CSR will be required to cut ASS some slack on stupid actions. For instance, if you’re behind an ASS who’s driving too slow in the fast lane, you can not honk at them but will have to go around (unless you too are an ASS, in which case you are allowed to honk continuously until you inevitably crash into the other car). ASS are permitted to send emails with the subject, “Fwd: Fwd: Fwd: Fwd: Horse sex video.” CSR have a one “Fwd” maximum and must use the BCC option for all recipients. ASS are allowed to remain in physically/verbally/mentally abusive relationships. CSR have one month to get out.
Right now, being an ASS probably sounds pretty good, but there are some drawbacks. For example, if an ASS goes to a restaurant and orders a 16 oz filet mignon, the waiter would see the fanny pack and could decide to bring the ASS an 8 oz pork loin instead. In all likelihood, the ASS won’t notice the difference, but if she does, she can only complain and/or get her order fixed if she can give a good estimate of how much 8 oz is and if she can correctly name which animals each cut of meat comes from (if she pronouned the “g” in “mignon” when ordering, there’s no second chance and she’ll have to eat whatever she gets). Basically, there’s no punishment for a CSR taking advantage of an ASS but the CSR must resolve the situation if the ASS figures out the scam.

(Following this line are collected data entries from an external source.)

//! Filesystem accessibility validation.
//!
//! The daemons create their own directories at startup, so a missing path is
//! only a warning here. A path that exists but is the wrong kind of thing is
//! an error: the daemon would hit it as a fatal condition at runtime.

use std::path::Path;

use super::{ErrorCategory, ValidationError, ValidationResult, ValidationWarning};
use crate::Config;

/// Validate the directories named by the configuration.
pub fn validate_paths(config: &Config) -> ValidationResult {
    let mut result = ValidationResult::new();

    check_directory(&mut result, &config.bundle.root, "bundle.root");
    check_directory(&mut result, &config.issuer.storage, "issuer.storage");
    check_directory(
        &mut result,
        &config.issuer.challenge_webroot,
        "issuer.challenge_webroot",
    );

    if config.issuer.storage.starts_with(&config.bundle.root) {
        result.add_warning(ValidationWarning::new(format!(
            "issuer.storage {} lives inside bundle.root {}: account credentials \
             would be visible to bundle readers",
            config.issuer.storage.display(),
            config.bundle.root.display()
        )));
    }

    result
}

fn check_directory(result: &mut ValidationResult, path: &Path, field: &str) {
    match std::fs::metadata(path) {
        Ok(meta) if meta.is_dir() => {}
        Ok(_) => {
            result.add_error(ValidationError::new(
                ErrorCategory::Filesystem,
                format!("{field} {} exists but is not a directory", path.display()),
            ));
        }
        Err(e) if e.kind() == std::io::ErrorKind::NotFound => {
            result.add_warning(ValidationWarning::new(format!(
                "{field} {} does not exist yet (will be created at startup)",
                path.display()
            )));
        }
        Err(e) => {
            result.add_error(ValidationError::new(
                ErrorCategory::Filesystem,
                format!("{field} {} is not accessible: {e}", path.display()),
            ));
        }
    }
}

#[cfg(test)]
mod tests {
    use super::*;
    use crate::{BundleConfig, IssuerConfig, WatcherConfig};

    fn test_config(root: &Path) -> Config {
        Config {
            bundle: BundleConfig {
                root: root.join("bundles"),
            },
            issuer: IssuerConfig {
                domains: vec!["example.com".to_string()],
                contact: "admin@example.com".to_string(),
                renew_before_days: 30,
                check_interval_hours: 12,
                acme_directory: None,
                staging: false,
                storage: root.join("acme"),
                challenge_webroot: root.join("webroot"),
                keep_versions: 3,
            },
            watcher: WatcherConfig::default(),
        }
    }

    #[test]
    fn test_missing_directories_warn_only() {
        let dir = tempfile::TempDir::new().unwrap();
        let result = validate_paths(&test_config(dir.path()));
        assert!(result.is_ok());
        assert_eq!(result.warnings.len(), 3);
    }

    #[test]
    fn test_file_in_place_of_directory_is_an_error() {
        let dir = tempfile::TempDir::new().unwrap();
        std::fs::write(dir.path().join("bundles"), "not a dir").unwrap();

        let result = validate_paths(&test_config(dir.path()));
        assert!(!result.is_ok());
        assert!(result.errors[0].message.contains("not a directory"));
    }

    #[test]
    fn test_storage_inside_bundle_root_warns() {
        let dir = tempfile::TempDir::new().unwrap();
        let mut config = test_config(dir.path());
        config.issuer.storage = config.bundle.root.join("acme");

        let result = validate_paths(&config);
        assert!(result
            .warnings
            .iter()
            .any(|w| w.message.contains("account credentials")));
    }
}
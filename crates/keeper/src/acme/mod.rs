//! ACME certificate acquisition.
//!
//! Wraps `instant-acme` for the protocol exchange and publishes HTTP-01 key
//! authorizations into a webroot directory the front proxy already serves.
//! That keeps the issuer a plain filesystem peer of the proxy: no listener
//! of its own, no port to fight over.
//!
//! # Flow
//!
//! 1. [`AcmeClient::connect`] loads or creates the ACME account, persisting
//!    credentials under the private storage directory.
//! 2. [`AcmeClient::order_certificate`] creates an order for all configured
//!    domains, publishes each challenge via [`WebrootChallenges`], polls the
//!    order to completion, and returns the issued material.
//! 3. The caller (the issuer loop) stages and atomically publishes the
//!    bundle; this module never touches the live bundle tree.

mod challenge;
mod client;
mod error;

pub use challenge::WebrootChallenges;
pub use client::{AcmeClient, IssuedCertificate};
pub use error::AcmeError;
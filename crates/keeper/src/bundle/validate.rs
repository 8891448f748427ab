//! Pre-reload bundle validation.
//!
//! Second line of defense behind the issuer's atomic-swap discipline: the
//! watcher never hands the proxy a bundle that fails these checks. A
//! rejected candidate is logged and skipped; the proxy keeps serving the
//! previous, known-good material.

use chrono::{DateTime, Utc};
use rustls::pki_types::{CertificateDer, PrivateKeyDer};
use rustls::sign::CertifiedKey;

use super::CertificateBundle;

/// Why a candidate bundle was refused.
#[derive(Debug, thiserror::Error)]
pub enum BundleRejection {
    #[error("certificate expired at {not_after}")]
    Expired { not_after: DateTime<Utc> },

    #[error("certificate not valid until {not_before}")]
    NotYetValid { not_before: DateTime<Utc> },

    #[error("certificate does not cover configured domain '{domain}'")]
    DomainNotCovered { domain: String },

    #[error("certificate chain does not load: {0}")]
    BadCertificate(String),

    #[error("private key does not load: {0}")]
    BadKey(String),

    #[error("private key does not match the certificate")]
    KeyMismatch,
}

/// Validate a candidate bundle against the configured domains at `now`.
pub fn validate_bundle(
    bundle: &CertificateBundle,
    domains: &[String],
    now: DateTime<Utc>,
) -> Result<(), BundleRejection> {
    if bundle.meta.not_after <= now {
        return Err(BundleRejection::Expired {
            not_after: bundle.meta.not_after,
        });
    }
    if bundle.meta.not_before > now {
        return Err(BundleRejection::NotYetValid {
            not_before: bundle.meta.not_before,
        });
    }

    for domain in domains {
        if !bundle.meta.covers(domain) {
            return Err(BundleRejection::DomainNotCovered {
                domain: domain.clone(),
            });
        }
    }

    let certs = load_certs(&bundle.fullchain_pem)?;
    let key = load_key(&bundle.privkey_pem)?;
    check_consistency(certs, key)
}

fn load_certs(fullchain_pem: &str) -> Result<Vec<CertificateDer<'static>>, BundleRejection> {
    let certs: Vec<_> = rustls_pemfile::certs(&mut fullchain_pem.as_bytes())
        .collect::<Result<_, _>>()
        .map_err(|e| BundleRejection::BadCertificate(e.to_string()))?;
    if certs.is_empty() {
        return Err(BundleRejection::BadCertificate(
            "no certificates in chain".to_string(),
        ));
    }
    Ok(certs)
}

fn load_key(privkey_pem: &str) -> Result<PrivateKeyDer<'static>, BundleRejection> {
    rustls_pemfile::private_key(&mut privkey_pem.as_bytes())
        .map_err(|e| BundleRejection::BadKey(e.to_string()))?
        .ok_or_else(|| BundleRejection::BadKey("no private key found".to_string()))
}

/// Cert/key consistency via rustls. Catches the mismatched-key case that a
/// pure parse cannot.
fn check_consistency(
    certs: Vec<CertificateDer<'static>>,
    key: PrivateKeyDer<'static>,
) -> Result<(), BundleRejection> {
    let provider = rustls::crypto::aws_lc_rs::default_provider();
    let signing_key = provider
        .key_provider
        .load_private_key(key)
        .map_err(|e| BundleRejection::BadKey(e.to_string()))?;

    let certified = CertifiedKey::new(certs, signing_key);
    match certified.keys_match() {
        Ok(()) => Ok(()),
        // The provider cannot always extract a public key to compare;
        // treat "unknown" as passing rather than refusing a good bundle.
        Err(rustls::Error::InconsistentKeys(rustls::InconsistentKeys::Unknown)) => Ok(()),
        Err(_) => Err(BundleRejection::KeyMismatch),
    }
}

So that gives you an idea of how Common Sense law would work. But being categorized as CSR is a privillege that can easily be revoked. The punishments for a CSR exemplifying ASS behavior are as follows:
You will be eligible for reevaluation each year, except in extreme cases (like Anna Nicole Smith) who are eligible for reevaluation one year after the first witnessed incident of any sort of CSR behavior. I truly believe this will encourage people to use common sense on a regular basis. Those who choose not to, will be at the mercy of the CSR.
Don’t forget, vote “yes” on the Common Sense Act.